Hotpants and Heartbreak

Tuesday 31 March 2009

Drift

In town today, in search of Twister lollies and the perfect spot in the local park for an impromptu picnic, I saw a boy.
A boy I recognised but didn't know.
I knew him- that is, used to know he was- what made him laugh- the little intricacies of his personality the made him tick.
I fell asleep next to him, 3 other people in the bed. I fell asleep on his bare chest, his arms around me. How we managed to sleep so well in a tutu (me) and nothing but a pair of Topman boxers and a pair of orange aviators (him) is anyone's guess.
When we got our GCSE's, we hid in the bathroom at the celebratory piss-up we attended. We talked about the future. We sat for hours, in the silence and the yellow light from the bare bulb, his head cradled to my chest. He was pissed, and probably can't remember.
He bought me a McMuffin, after a night on the town. We sat in the corner, listened to Sara Bareilles- he never was much of a talker.
He was never one for emotion either, but I remember curling up on the sofa in my room, amongst the piles of pillows, and talking to him online when he was in France. I can quite clearly remember idly twirling a spinning top on my dresser as he told me he missed me- he never says that to anyone. I guess I took it for granted at the time.
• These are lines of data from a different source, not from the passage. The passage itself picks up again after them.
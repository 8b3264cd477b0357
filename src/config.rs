//! Configuration management for the redline server
//!
//! Handles loading and parsing of the `redline.toml` configuration file.

use anyhow::{Context, Result};
use serde::{Deserialize, Serialize};
use std::path::{Path, PathBuf};

use crate::decoder::DecodeMode;

/// Main configuration structure
#[derive(Debug, Clone, Serialize, Deserialize, Default)]
pub struct Config {
    /// LLM provider settings
    #[serde(default)]
    pub llm: LlmConfig,

    /// HTTP server settings
    #[serde(default)]
    pub server: ServerConfig,

    /// Login and session settings
    #[serde(default)]
    pub auth: AuthConfig,

    /// Grammar checker settings
    #[serde(default)]
    pub checker: CheckerConfig,
}

/// LLM provider configuration
#[derive(Debug, Clone, Serialize, Deserialize)]
pub struct LlmConfig {
    /// LLM provider: "openai", "claude", or "none"
    #[serde(default = "default_provider")]
    pub provider: String,

    /// API key (can also be set via environment variable)
    #[serde(default)]
    pub api_key: Option<String>,

    /// Model name (e.g., "gpt-4o-mini", "claude-3-5-sonnet-20241022")
    #[serde(default)]
    pub model: Option<String>,

    /// API base URL (for custom endpoints)
    #[serde(default)]
    pub base_url: Option<String>,

    /// Maximum tokens for response
    #[serde(default = "default_max_tokens")]
    pub max_tokens: u32,

    /// Sampling temperature
    #[serde(default)]
    pub temperature: f32,

    /// Request timeout; unset leaves the transport default
    #[serde(default)]
    pub timeout_secs: Option<u64>,
}

impl Default for LlmConfig {
    fn default() -> Self {
        Self {
            provider: default_provider(),
            api_key: None,
            model: None,
            base_url: None,
            max_tokens: default_max_tokens(),
            temperature: 0.0,
            timeout_secs: None,
        }
    }
}

#[derive(Debug, Clone, Serialize, Deserialize)]
pub struct ServerConfig {
    #[serde(default = "default_host")]
    pub host: String,

    #[serde(default = "default_port")]
    pub port: u16,

    /// Largest accepted request body
    #[serde(default = "default_max_request_bytes")]
    pub max_request_bytes: usize,
}

impl Default for ServerConfig {
    fn default() -> Self {
        Self {
            host: default_host(),
            port: default_port(),
            max_request_bytes: default_max_request_bytes(),
        }
    }
}

/// A username/password pair accepted at login
#[derive(Debug, Clone, PartialEq, Eq, Serialize, Deserialize)]
pub struct Credential {
    pub username: String,
    pub password: String,
}

#[derive(Debug, Clone, Serialize, Deserialize)]
pub struct AuthConfig {
    /// Accepted credentials
    #[serde(default = "default_users")]
    pub users: Vec<Credential>,

    /// Session lifetime in seconds
    #[serde(default = "default_session_ttl_secs")]
    pub session_ttl_secs: u64,

    /// Persist sessions to this file instead of keeping them in memory
    #[serde(default)]
    pub session_file: Option<PathBuf>,
}

impl Default for AuthConfig {
    fn default() -> Self {
        Self {
            users: default_users(),
            session_ttl_secs: default_session_ttl_secs(),
            session_file: None,
        }
    }
}

/// Grammar checker configuration
#[derive(Debug, Clone, Serialize, Deserialize)]
pub struct CheckerConfig {
    /// Reject annotator replies that break the delimiter protocol
    #[serde(default = "default_true")]
    pub strict_decoding: bool,

    /// Quiet period after the last edit before a live check runs
    #[serde(default = "default_debounce_ms")]
    pub debounce_ms: u64,
}

impl Default for CheckerConfig {
    fn default() -> Self {
        Self {
            strict_decoding: true,
            debounce_ms: default_debounce_ms(),
        }
    }
}

impl CheckerConfig {
    pub fn decode_mode(&self) -> DecodeMode {
        if self.strict_decoding {
            DecodeMode::Strict
        } else {
            DecodeMode::Lenient
        }
    }
}

fn default_provider() -> String {
    "openai".to_string()
}

fn default_max_tokens() -> u32 {
    1000
}

fn default_host() -> String {
    "127.0.0.1".to_string()
}

fn default_port() -> u16 {
    3000
}

fn default_max_request_bytes() -> usize {
    1024 * 1024
}

fn default_users() -> Vec<Credential> {
    vec![Credential {
        username: "user".to_string(),
        password: "password".to_string(),
    }]
}

fn default_session_ttl_secs() -> u64 {
    60 * 60 * 24
}

fn default_debounce_ms() -> u64 {
    500
}

fn default_true() -> bool {
    true
}

impl Config {
    /// Load configuration from file
    pub fn load(path: &Path) -> Result<Self> {
        if path.exists() {
            let content = std::fs::read_to_string(path)
                .with_context(|| format!("failed to read {}", path.display()))?;
            let config: Config = toml::from_str(&content)
                .with_context(|| format!("failed to parse {}", path.display()))?;
            Ok(config)
        } else {
            Ok(Config::default())
        }
    }

    /// Get default config file path
    pub fn default_path() -> Option<PathBuf> {
        directories::ProjectDirs::from("", "", "redline").map(|dirs| dirs.config_dir().join("redline.toml"))
    }

    /// Load configuration from the working directory or the user config directory
    pub fn load_from_default() -> Self {
        let workspace_path = PathBuf::from("redline.toml");
        if workspace_path.exists() {
            match Self::load(&workspace_path) {
                Ok(config) => return config,
                Err(e) => tracing::warn!("ignoring {}: {:#}", workspace_path.display(), e),
            }
        }

        if let Some(default_path) = Self::default_path() {
            match Self::load(&default_path) {
                Ok(config) => return config,
                Err(e) => tracing::warn!("ignoring {}: {:#}", default_path.display(), e),
            }
        }

        Config::default()
    }

    /// Get the effective API key (from config or environment)
    pub fn get_api_key(&self) -> Option<String> {
        if let Some(ref key) = self.llm.api_key {
            if !key.is_empty() {
                return Some(key.clone());
            }
        }

        let from_env = match self.llm.provider.as_str() {
            "claude" => std::env::var("ANTHROPIC_API_KEY").ok(),
            "openai" => std::env::var("OPENAI_API_KEY").ok(),
            _ => None,
        };
        from_env.filter(|key| !key.is_empty())
    }

    /// Get the effective model name
    pub fn get_model(&self) -> String {
        self.llm
            .model
            .clone()
            .unwrap_or_else(|| match self.llm.provider.as_str() {
                "claude" => "claude-3-5-sonnet-20241022".to_string(),
                "openai" => "gpt-4o-mini".to_string(),
                _ => String::new(),
            })
    }

    /// Check if LLM integration is enabled
    pub fn is_llm_enabled(&self) -> bool {
        self.llm.provider != "none" && self.get_api_key().is_some()
    }
}

#[cfg(test)]
mod tests {
    use super::*;

    #[test]
    fn test_default_config() {
        let config = Config::default();

        assert_eq!(config.llm.provider, "openai");
        assert!(config.llm.api_key.is_none());
        assert_eq!(config.llm.max_tokens, 1000);
        assert_eq!(config.llm.temperature, 0.0);
        assert_eq!(config.server.port, 3000);
        assert_eq!(config.auth.session_ttl_secs, 86_400);
        assert_eq!(config.auth.users.len(), 1);
        assert_eq!(config.auth.users[0].username, "user");
        assert!(config.checker.strict_decoding);
        assert_eq!(config.checker.debounce_ms, 500);
    }

    #[test]
    fn test_parse_minimal_toml() {
        let toml_str = r#"
[llm]
provider = "claude"
"#;
        let config: Config = toml::from_str(toml_str).unwrap();

        assert_eq!(config.llm.provider, "claude");
        assert!(config.llm.api_key.is_none());
        assert_eq!(config.server.host, "127.0.0.1");
        assert!(config.checker.strict_decoding);
    }

    #[test]
    fn test_parse_full_toml() {
        let toml_str = r#"
[llm]
provider = "openai"
api_key = "sk-test-key"
model = "gpt-4o"
max_tokens = 2048
temperature = 0.2
timeout_secs = 30

[server]
host = "0.0.0.0"
port = 8080
max_request_bytes = 4096

[auth]
session_ttl_secs = 600
session_file = "/var/lib/redline/sessions.json"

[[auth.users]]
username = "alice"
password = "wonderland"

[checker]
strict_decoding = false
debounce_ms = 250
"#;
        let config: Config = toml::from_str(toml_str).unwrap();

        assert_eq!(config.llm.api_key, Some("sk-test-key".to_string()));
        assert_eq!(config.llm.model, Some("gpt-4o".to_string()));
        assert_eq!(config.llm.max_tokens, 2048);
        assert_eq!(config.llm.timeout_secs, Some(30));
        assert_eq!(config.server.port, 8080);
        assert_eq!(config.server.max_request_bytes, 4096);
        assert_eq!(config.auth.session_ttl_secs, 600);
        assert_eq!(
            config.auth.users,
            vec![Credential {
                username: "alice".to_string(),
                password: "wonderland".to_string(),
            }]
        );
        assert_eq!(
            config.auth.session_file,
            Some(PathBuf::from("/var/lib/redline/sessions.json"))
        );
        assert_eq!(config.checker.decode_mode(), DecodeMode::Lenient);
        assert_eq!(config.checker.debounce_ms, 250);
    }

    #[test]
    fn test_get_model_defaults() {
        let mut config = Config::default();
        assert_eq!(config.get_model(), "gpt-4o-mini");

        config.llm.provider = "claude".to_string();
        assert_eq!(config.get_model(), "claude-3-5-sonnet-20241022");

        config.llm.model = Some("custom-model".to_string());
        assert_eq!(config.get_model(), "custom-model");
    }

    #[test]
    fn test_is_llm_enabled() {
        let mut config = Config::default();

        config.llm.provider = "none".to_string();
        config.llm.api_key = Some("test-key".to_string());
        assert!(!config.is_llm_enabled());

        config.llm.provider = "claude".to_string();
        assert!(config.is_llm_enabled());
    }

    #[test]
    fn test_load_nonexistent_file() {
        let path = PathBuf::from("/nonexistent/path/redline.toml");
        let config = Config::load(&path).unwrap();

        assert_eq!(config.llm.provider, "openai");
    }

    #[test]
    fn test_load_invalid_file_reports_path() {
        let dir = tempfile::tempdir().unwrap();
        let path = dir.path().join("redline.toml");
        std::fs::write(&path, "[llm\nprovider = ").unwrap();

        let err = Config::load(&path).unwrap_err();
        assert!(format!("{err:#}").contains("redline.toml"));
    }

    #[test]
    fn test_serialize_config() {
        let config = Config::default();
        let toml_str = toml::to_string(&config).unwrap();

        assert!(toml_str.contains("[llm]"));
        assert!(toml_str.contains("[server]"));
        assert!(toml_str.contains("[checker]"));
    }
}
Now, I walk up to him, say 'Hi'. Say it's good to see him he says it's good to see me; it is good. It's been too long.
I almost consider saying that I don't like not having around him anymore, to have random conversations with and collapse on after a night out.
We used to tumble together, too naturally, liking the fact that we remained friends despite how different we were. Now, we've drifted apart. We've cut our hair- seen boys, seen girls. Bought new Converse- I wonder what he did with the old ones- I still have mine. They got so muddy during our random escapades- getting caught in a freak storm at a theme park, going walking around his village at 3am. He used to laugh at me at how muddy they got- I never was the tidiest person.

I look at my new Converse- shiny, purple, new, excruciatingly clean- and wondered how we could drift so far apart.